Social Work in the hospice and palliative care setting is the professional practice of helping those people diagnosed with a serious or life-limiting illness, their family systems, groups and communities to understand the multiple dimensions of dying and bereavement. Social Work achieves this goal through counseling, referral, advocacy, and by working to enhance the environment.
- Supervised by: Patient Care Coordinator and Social Work Director.
- Supervises: Social Work students as needed/requested.
- Works closely with: All hospice staff.
- Required: Bachelors or Masters of Social Work from a school accredited by the Council on Social Work Education and licensed as a social worker according to State and Federal requirements.
- Required: Previous home care experience or 1 year of health care related social work experience.
- Licensed, Certifications and/or Registrations:
- Current driver’s license
- Proof of current automobile liability insurance
- Certificate of liability with limits of 100/300/100.
- Required Training:
- Attend any mandatory training required to maintain current Social Work license according to state guidelines.
- Specialized Knowledge and Skills:
- Continually explore, evaluate and update community resources
- Collaborate with the community agencies and organizations to provide/develop/access programs and services for patients and families.
- Advocate for hospice care within the community.
- Advocate for patients and families with members of the team.
- Speak up professionally/concisely in team meetings.
- Engage in positive problem solving, role modeling effective and assertive communication.
- Seek to teach and inform team members, agency personnel, volunteers and community members about the role of the hospice social worker.
- Serve as a resource for the agency and team members.
- Complete initial assessments, including gathering data on the social, economic and cultural factors which may influence health status.

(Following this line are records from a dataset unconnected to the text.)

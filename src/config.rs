//! Simulation and compilation settings.

use serde::{Deserialize, Serialize};

use crate::error::ValidationError;

/// Settings for compiling and loading mechanism (mod) files.
#[derive(Debug, Clone, PartialEq, Eq, Serialize, Deserialize)]
#[serde(default)]
pub struct CompileConfig {
    /// Name of the platform-specific folder produced by the compiler.
    pub compiled_folder_name: String,
    /// Command run inside the target folder to compile the mod files.
    pub compile_command: String,
    /// Root folder under which compiled mechanism folders are created.
    pub output_root: String,
    /// Put every compilation under a random sub-folder of `output_root`.
    pub random_subfolder: bool,
    /// Recompile when the target folder already exists.
    pub override_existing: bool,
    /// How many times loading compiled mechanisms is attempted.
    pub load_attempts: u32,
    /// Wait between load attempts.
    pub load_wait_ms: u64,
}

impl Default for CompileConfig {
    fn default() -> Self {
        Self {
            compiled_folder_name: "x86_64".to_string(),
            compile_command: "nrnivmodl".to_string(),
            output_root: "compiled".to_string(),
            random_subfolder: true,
            override_existing: true,
            load_attempts: 10,
            load_wait_ms: 2000,
        }
    }
}

/// Settings of a [`SimulationContext`](crate::SimulationContext).
#[derive(Debug, Clone, PartialEq, Serialize, Deserialize)]
#[serde(default)]
pub struct SimulationConfig {
    /// Integration time step in ms.
    pub dt: f64,
    /// Initial membrane potential in mV.
    pub init_v: f64,
    /// Temperature in degrees Celsius.
    pub celsius: f64,
    /// Seed of the context RNG. `None` seeds from entropy.
    pub seed: Option<u64>,
    /// Warmup run in ms, performed once before the first run.
    pub warmup: f64,
    /// Real-time pause between simulation steps, used to pace live plots.
    pub step_delay_ms: u64,
    /// Mechanism compilation settings.
    pub compile: CompileConfig,
}

impl Default for SimulationConfig {
    fn default() -> Self {
        Self {
            dt: 0.025,
            init_v: -65.0,
            celsius: 6.3,
            seed: None,
            warmup: 0.0,
            step_delay_ms: 0,
            compile: CompileConfig::default(),
        }
    }
}

impl SimulationConfig {
    /// Returns the default configuration with a fixed RNG seed.
    #[must_use]
    pub fn seeded(seed: u64) -> Self {
        Self {
            seed: Some(seed),
            ..Self::default()
        }
    }

    /// Parses a configuration from JSON. Missing fields take their defaults.
    pub fn from_json_str(json: &str) -> Result<Self, ValidationError> {
        let config: Self = serde_json::from_str(json).map_err(|e| ValidationError::InvalidConfig {
            reason: e.to_string(),
        })?;
        config.validate()?;
        Ok(config)
    }

    /// Validate the configuration.
    ///
    /// This is called by `SimulationContext::init`.
    pub fn validate(&self) -> Result<(), ValidationError> {
        if !(self.dt.is_finite() && self.dt > 0.0) {
            return Err(ValidationError::InvalidConfig {
                reason: format!("dt must be > 0, got {}", self.dt),
            });
        }
        if !(self.warmup.is_finite() && self.warmup >= 0.0) {
            return Err(ValidationError::InvalidConfig {
                reason: format!("warmup time must be >= 0, got {}", self.warmup),
            });
        }
        if !self.init_v.is_finite() || !self.celsius.is_finite() {
            return Err(ValidationError::InvalidConfig {
                reason: "init_v and celsius must be finite".to_string(),
            });
        }
        if self.compile.load_attempts == 0 {
            return Err(ValidationError::InvalidConfig {
                reason: "load_attempts must be > 0".to_string(),
            });
        }
        if self.compile.compile_command.trim().is_empty() {
            return Err(ValidationError::InvalidConfig {
                reason: "compile_command cannot be empty".to_string(),
            });
        }
        Ok(())
    }
}

#[cfg(test)]
mod tests {
    use super::*;

    #[test]
    fn test_default_is_valid() {
        SimulationConfig::default().validate().unwrap();
    }

    #[test]
    fn test_rejects_bad_values() {
        let mut c = SimulationConfig::default();
        c.dt = 0.0;
        assert!(c.validate().is_err());

        let mut c = SimulationConfig::default();
        c.warmup = -1.0;
        assert!(c.validate().is_err());

        let mut c = SimulationConfig::default();
        c.compile.load_attempts = 0;
        assert!(c.validate().is_err());

        let mut c = SimulationConfig::default();
        c.compile.compile_command = "  ".to_string();
        assert!(c.validate().is_err());
    }

    #[test]
    fn test_from_json_fills_defaults() {
        let c = SimulationConfig::from_json_str(r#"{"dt": 0.1, "seed": 13}"#).unwrap();
        assert!((c.dt - 0.1).abs() < f64::EPSILON);
        assert_eq!(c.seed, Some(13));
        assert_eq!(c.compile.compile_command, "nrnivmodl");
        assert!((c.celsius - 6.3).abs() < f64::EPSILON);
    }

    #[test]
    fn test_from_json_rejects_invalid() {
        assert!(SimulationConfig::from_json_str(r#"{"dt": -0.1}"#).is_err());
        assert!(SimulationConfig::from_json_str("not json").is_err());
    }

    #[test]
    fn test_seeded() {
        assert_eq!(SimulationConfig::seeded(7).seed, Some(7));
    }
}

- The social worker will provide information, initial counseling, discussion of fears and concerns, conduct family meetings to address conflicting agendas, clarify hospice goals and begin establishing a therapeutic relationship.
- The social worker will assess and treat pain from a psychosocial perspective. The social worker will conduct a thorough assessment of the multidimensional factors related to pain.
- The social worker will explore the meaning of the pain for the person who is ill and for those involved in the care and/or decisions regarding pain management and intervention.
- The social worker will discuss the critical nature of self-determination in pain management. The social worker will provide skill development and/or resources for non-medical approaches to pain management such as relaxation and breath control, aromatherapy and music, distraction and reminiscence.
- The social worker will assist in developing goals/interventions for other stressors that may exacerbate pain such as financial concerns, unfinished business, unresolved family conflict, strained relationships or communication.
- The social worker will serve as a resource on managing the psychosocial issues related to challenging cases.
- The social worker will assess and intervene in coordinating financial resources/assistance to include applying for Medicare/ Medicaid/VA assistance.
- The social worker will assess for complicated grief and risk factors and provide and/or refer for appropriate intervention.
- The social worker will assess caregiver needs.
- The social worker will assess home, environment and safety needs.
- The social worker will assess immediate and long term needs including placement options, establishing POAs, living wills, and DNRs.
- The social worker will identify the gaps between what is needed and what is available.
- The social worker will familiarize the patient/family with the role of hospice and the role of the team.
- The social worker will familiarize the patient/family with the dying process from a psychosocial perspective.
- The social worker will assist the patient/family in developing their plan of care and assure they are in agreement with and understand their plan, their role in achieving their plan and your role in assisting them in achieving their goals.
- The social worker will familiarize the patient/family with what to expect and how to prepare for the time of death to include assistance with funeral planning as needed/requested.
- The social worker will assess for mental and/or behavioral disorders.
- The social worker will provide counseling, information, internal/external resources and/or other interventions as appropriate and as applicable to the terminal illness and the dying/bereavement process.
- The social worker will assess for coping strategies related to previous losses.
- The social worker will assess for unique spiritual/cultural beliefs/traditions that may influence patient care.
- The social worker will provide age appropriate education/intervention for pediatric patients.
- The social worker will assess for abuse/neglect/exploitation and report accordingly.
- The social worker will maintain confidentiality.
- The social worker will complete all documentation timely and appropriately using medical social service forms in the electronic medical record per agency policy.
- The social worker will assist with presentation of in-service education.
- The social worker will perform other related duties as assigned.
- Must be able to perform limited, full range medium work requiring sitting, standing, walking and driving.
- Must possess vision, hearing, feeling, physical strength and dexterity necessary to perform all the duties of the Hospice Social Worker.
- Must be able to climb stairs, access and operate elevators and access patient’s homes which may not have conventional access accommodations.
- Must be able to maneuver on all types of terrain.
- Must be able to communicate effectively both verbally and in writing.
- Must be able to give and receive instructions and information, both in person and via telephone.
- Work requires exerting force of up to 50 pounds occasionally, and/or up to 25 pounds frequently, and/or up to 10 pounds constantly in moving objects or materials.